I have my doubts that the fitness surface is sufficiently connected and linked to allow classical evolution to work. Also, it seems strange to me that a cosmos where neither purpose nor teleology are thought by some to be meaningful, we should find the solution to life encoded in the implicit fitness surface from the outset, a surface that in effect provides the front-loaded information for what is tantamount to a linear time “decompression” that reveals life. In response to my doubts my current avenue of probing/speculation can be seen in my Melencolia I series..

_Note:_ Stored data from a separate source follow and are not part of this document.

//! CSV ingestion.
//!
//! Turns uploaded bytes into a normalized [`DataFrame`]:
//!
//! 1. Decode as UTF-8 and drop a leading byte-order mark.
//! 2. Validate structure with the `csv` crate (header present, names
//!    unique and non-blank, every record the same width) and re-emit the
//!    records it accepted, which drops blank lines.
//! 3. Read the re-emitted text with Polars, inferring the schema over the whole file and
//!    treating conventional null tokens as missing.
//! 4. Normalize columns: numeric text becomes `Float64`, `NaN` becomes
//!    missing, and text columns mixing numbers with words are rejected.

use std::collections::HashSet;
use std::io::Cursor;

use polars::io::csv::read::NullValues;
use polars::prelude::*;
use tracing::debug;

use crate::error::{DatasetError, Result};
use crate::utils::{is_float_dtype, is_null_token, parse_numeric_cell, to_float_series, NULL_TOKENS};

const BOM: char = '\u{feff}';

/// Parse CSV bytes into a normalized table.
///
/// Fails with [`DatasetError::Parse`] on empty or non UTF-8 input, a
/// missing, blank or duplicated header, rows of unequal width, or a column
/// that mixes numeric and text values.
pub fn parse_csv(bytes: &[u8]) -> Result<DataFrame> {
    let text = std::str::from_utf8(bytes).map_err(|e| {
        DatasetError::Parse(format!(
            "input is not valid UTF-8 (invalid byte at offset {})",
            e.valid_up_to()
        ))
    })?;
    let text = text.strip_prefix(BOM).unwrap_or(text);

    if text.trim().is_empty() {
        return Err(DatasetError::Parse("input is empty".to_string()));
    }

    let validated = validate_structure(text)?;
    debug!(records = validated.records, "CSV structure validated");

    let df = read_table(validated.body)?;
    if df.height() != validated.records {
        return Err(DatasetError::Parse(format!(
            "read {} rows but the file has {} records",
            df.height(),
            validated.records
        )));
    }
    normalize_columns(df)
}

/// Records accepted by [`validate_structure`], re-serialized without blank lines.
struct ValidatedCsv {
    records: usize,
    body: Vec<u8>,
}

/// Check header and record widths.
fn validate_structure(text: &str) -> Result<ValidatedCsv> {
    let mut reader = csv::ReaderBuilder::new()
        .has_headers(true)
        .flexible(false)
        .from_reader(text.as_bytes());

    let headers = reader
        .headers()
        .map_err(|e| DatasetError::Parse(format!("unreadable header: {}", e)))?
        .clone();

    if headers.is_empty() {
        return Err(DatasetError::Parse("missing header row".to_string()));
    }

    let mut seen = HashSet::with_capacity(headers.len());
    for (idx, name) in headers.iter().enumerate() {
        if name.trim().is_empty() {
            return Err(DatasetError::Parse(format!(
                "header of column {} is blank",
                idx + 1
            )));
        }
        if !seen.insert(name) {
            return Err(DatasetError::Parse(format!(
                "duplicate column name '{}'",
                name
            )));
        }
    }

    let mut writer = csv::WriterBuilder::new()
        .terminator(csv::Terminator::Any(b'\n'))
        .from_writer(Vec::with_capacity(text.len()));
    writer.write_record(&headers).map_err(write_error)?;

    let mut records = 0usize;
    for record in reader.byte_records() {
        let record = record.map_err(|e| match e.kind() {
            csv::ErrorKind::UnequalLengths {
                pos,
                expected_len,
                len,
            } => DatasetError::Parse(format!(
                "record on line {} has {} fields, expected {}",
                pos.as_ref().map_or(0, |p| p.line()),
                len,
                expected_len
            )),
            _ => DatasetError::Parse(e.to_string()),
        })?;
        writer.write_byte_record(&record).map_err(write_error)?;
        records += 1;
    }

    let body = writer
        .into_inner()
        .map_err(|e| DatasetError::Parse(format!("cannot buffer records: {}", e.error())))?;
    Ok(ValidatedCsv { records, body })
}

fn write_error(e: csv::Error) -> DatasetError {
    DatasetError::Parse(format!("cannot buffer records: {}", e))
}

fn read_table(body: Vec<u8>) -> Result<DataFrame> {
    let tokens: Vec<PlSmallStr> = NULL_TOKENS
        .iter()
        .filter(|token| !token.is_empty())
        .map(|token| PlSmallStr::from(*token))
        .collect();

    CsvReadOptions::default()
        .with_has_header(true)
        .with_infer_schema_length(None)
        .map_parse_options(|opts| {
            opts.with_null_values(Some(NullValues::AllColumns(tokens.clone())))
        })
        .into_reader_with_file_handle(Cursor::new(body))
        .finish()
        .map_err(|e| DatasetError::Parse(e.to_string()))
}

/// What a text column turned out to contain.
enum TextColumn {
    Numeric(Vec<Option<f64>>),
    Text,
}

/// Decide whether a text column is really numeric.
///
/// Whitespace-only cells count as missing in a numeric column and are kept
/// verbatim in a text column; a column of nothing but blanks is text.
fn classify_text_column(series: &Series) -> Result<TextColumn> {
    let ca = series.str()?;
    let mut numbers = Vec::with_capacity(ca.len());
    let mut numeric_cells = 0usize;
    let mut blank_cells = 0usize;
    let mut first_text: Option<&str> = None;

    for cell in ca.into_iter() {
        match cell {
            Some(value) if is_null_token(value) => numbers.push(None),
            Some(value) if value.trim().is_empty() => {
                blank_cells += 1;
                numbers.push(None);
            }
            Some(value) => match parse_numeric_cell(value) {
                Some(number) => {
                    numeric_cells += 1;
                    numbers.push(Some(number));
                }
                None => {
                    first_text.get_or_insert(value);
                    numbers.push(None);
                }
            },
            None => numbers.push(None),
        }
    }

    match first_text {
        Some(text) if numeric_cells > 0 => Err(DatasetError::Parse(format!(
            "column '{}' mixes numeric and text values (e.g. '{}')",
            series.name(),
            text
        ))),
        Some(_) => Ok(TextColumn::Text),
        None if numeric_cells == 0 && blank_cells > 0 => Ok(TextColumn::Text),
        None => Ok(TextColumn::Numeric(numbers)),
    }
}

fn normalize_columns(mut df: DataFrame) -> Result<DataFrame> {
    let columns: Vec<(String, DataType)> = df
        .get_columns()
        .iter()
        .map(|col| (col.name().to_string(), col.dtype().clone()))
        .collect();

    for (name, dtype) in columns {
        let series = df.column(&name)?.as_materialized_series().clone();
        let has_nan = is_float_dtype(&dtype) && series.is_nan()?.any();

        let replacement = match dtype {
            DataType::String => match classify_text_column(&series)? {
                TextColumn::Numeric(values) => {
                    debug!(column = %name, "text column parsed as numeric");
                    Some(Series::new(name.as_str().into(), values))
                }
                TextColumn::Text => None,
            },
            DataType::Null => Some(Series::new(
                name.as_str().into(),
                vec![None::<f64>; series.len()],
            )),
            _ if has_nan => Some(to_float_series(&series)?),
            _ => None,
        };

        if let Some(new_series) = replacement {
            df.replace(&name, new_series)?;
        }
    }

    Ok(df)
}

#[cfg(test)]
mod tests {
    use super::*;

    fn dtypes(df: &DataFrame) -> Vec<DataType> {
        df.get_columns().iter().map(|c| c.dtype().clone()).collect()
    }

    #[test]
    fn test_parse_basic_table() {
        let df = parse_csv(b"Glucose,BMI,Name\n0,25.0,  Bob  \n120,0,Ann\n").unwrap();
        assert_eq!(df.shape(), (2, 3));
        assert_eq!(
            dtypes(&df),
            vec![DataType::Int64, DataType::Float64, DataType::String]
        );
        // Whitespace is kept until the cleaning pipeline runs
        let name = df.column("Name").unwrap().str().unwrap().get(0);
        assert_eq!(name, Some("  Bob  "));
    }

    #[test]
    fn test_bom_is_ignored() {
        let df = parse_csv("\u{feff}Age,Score\n30,1\n".as_bytes()).unwrap();
        assert_eq!(df.get_column_names_str(), vec!["Age", "Score"]);
    }

    #[test]
    fn test_empty_input_is_rejected() {
        assert!(matches!(parse_csv(b""), Err(DatasetError::Parse(_))));
        assert!(matches!(parse_csv(b"  \n\n"), Err(DatasetError::Parse(_))));
    }

    #[test]
    fn test_invalid_utf8_is_rejected() {
        let err = parse_csv(b"a,b\n\xff\xfe,1\n").unwrap_err();
        assert_eq!(err.error_code(), "PARSE_ERROR");
    }

    #[test]
    fn test_unequal_row_width_is_rejected() {
        let err = parse_csv(b"a,b\n1,2\n3\n").unwrap_err();
        assert!(matches!(err, DatasetError::Parse(_)));
        assert!(err.to_string().contains("expected 2"));
    }

    #[test]
    fn test_duplicate_header_is_rejected() {
        let err = parse_csv(b"a,a\n1,2\n").unwrap_err();
        assert!(err.to_string().contains("duplicate column name 'a'"));
    }

    #[test]
    fn test_blank_header_is_rejected() {
        assert!(matches!(
            parse_csv(b"a,,c\n1,2,3\n"),
            Err(DatasetError::Parse(_))
        ));
    }

    #[test]
    fn test_null_tokens_become_missing() {
        let df = parse_csv(b"Glucose,Name\nNA,Ann\n100,N/A\n,None\n").unwrap();
        assert_eq!(df.column("Glucose").unwrap().null_count(), 2);
        assert_eq!(df.column("Name").unwrap().null_count(), 2);
    }

    #[test]
    fn test_padded_numbers_become_float() {
        let df = parse_csv(b"BMI,Tag\n 25.5 ,x\n30,y\n").unwrap();
        assert_eq!(df.column("BMI").unwrap().dtype(), &DataType::Float64);
        let values: Vec<Option<f64>> = df
            .column("BMI")
            .unwrap()
            .f64()
            .unwrap()
            .into_iter()
            .collect();
        assert_eq!(values, vec![Some(25.5), Some(30.0)]);
    }

    #[test]
    fn test_mixed_column_is_rejected_naming_column() {
        let err = parse_csv(b"Insulin,Name\n80,Ann\nhigh,Bob\n").unwrap_err();
        assert!(matches!(err, DatasetError::Parse(_)));
        assert!(err.to_string().contains("Insulin"));
    }

    #[test]
    fn test_all_missing_column_is_numeric() {
        let df = parse_csv(b"Insulin,Name\n,Ann\nNA,Bob\n").unwrap();
        let insulin = df.column("Insulin").unwrap();
        assert!(crate::utils::is_numeric_dtype(insulin.dtype()));
        assert_eq!(insulin.null_count(), 2);
    }

    #[test]
    fn test_blank_lines_are_skipped() {
        let df = parse_csv(b"Glucose\n0\n\n80\n90\n\n0\n").unwrap();
        assert_eq!(df.shape(), (4, 1));
        assert_eq!(df.column("Glucose").unwrap().null_count(), 0);
    }

    #[test]
    fn test_quoted_newlines_survive() {
        let df = parse_csv(b"Note,Age\n\"line one\n\nline two\",30\nplain,40\n").unwrap();
        assert_eq!(df.shape(), (2, 2));
        let note = df.column("Note").unwrap().str().unwrap().get(0);
        assert_eq!(note, Some("line one\n\nline two"));
    }

    #[test]
    fn test_whitespace_only_text_cell_is_kept() {
        let df = parse_csv(b"Name,Age\n   ,30\nAnn,40\n").unwrap();
        let name = df.column("Name").unwrap();
        assert_eq!(name.null_count(), 0);
        assert_eq!(name.str().unwrap().get(0), Some("   "));
    }

    #[test]
    fn test_whitespace_only_cell_in_numeric_column_is_missing() {
        let df = parse_csv(b"BMI,Name\n25.5,Ann\n  ,Bob\n").unwrap();
        let bmi = df.column("BMI").unwrap();
        assert_eq!(bmi.dtype(), &DataType::Float64);
        assert_eq!(bmi.null_count(), 1);
    }

    #[test]
    fn test_padded_null_token_is_text() {
        let df = parse_csv(b"Name,Age\n NA ,30\nAnn,40\n").unwrap();
        assert_eq!(df.column("Name").unwrap().null_count(), 0);
    }

    #[test]
    fn test_header_only_input() {
        let df = parse_csv(b"a,b\n").unwrap();
        assert_eq!(df.shape(), (0, 2));
    }
}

We don’t know in advance if physics effectively front loads evolution friendly information in the fitness surface. We certainly don’t know how many suites of physical laws define an evolution friendly fitness surface, so we don’t know the chances of happening upon a physical regime that is evolution friendly. If we were to start from this position of not knowing we would be unable to front load a “life-solution” into the cosmos from the outset. Instead we would have to search for the solution from scratch; trouble, is an ordinary linear time search is simply unable to traverse such a huge exponential space in a realistic time. What we would need is a system with sufficient processing parallelism to match the exponentiating vistas of configuration space. That kind of computational potential is hinted at in quantum mechanics. Quantum physics, I’ll hazard, is constraint, search mechanism and construction set all rolled into one package. In the light of this potential power it seems strange that evolution, as currently conceived, is an entirely (slow) classical process that doesn't exploit Quantum Mechanics
But to think along these lines one has to entertain the idea that one’s anthropic gut feelings about teleology, purpose and aversion to pointlessness might be a reliable guide after all. To do otherwise is a bit like trying to decode some enciphered text without attempting to make a connection with the culture and thinking of the encoder, thus denying oneself possible access to valuable information. If one can’t make the assumption that we have some a priori anthropic insight into the nature of the cosmos there is no reason to think one is going to go anywhere very fast; what intellectual hope is there of making sense of insentient meaninglessness? The temptations of nihilism rear their ugly heads if a meaningless pointless cosmos is our starting point. However, one might have a chance of decoding and untangling the nature of nature if there is an anthropic agenda behind it. Atheists, of course, would eschew any entertainment of anthropic ideas. Fair enough; I’m not expecting anyone to follow suit – they are more than welcome to try and press ahead with their world view and see where it takes them.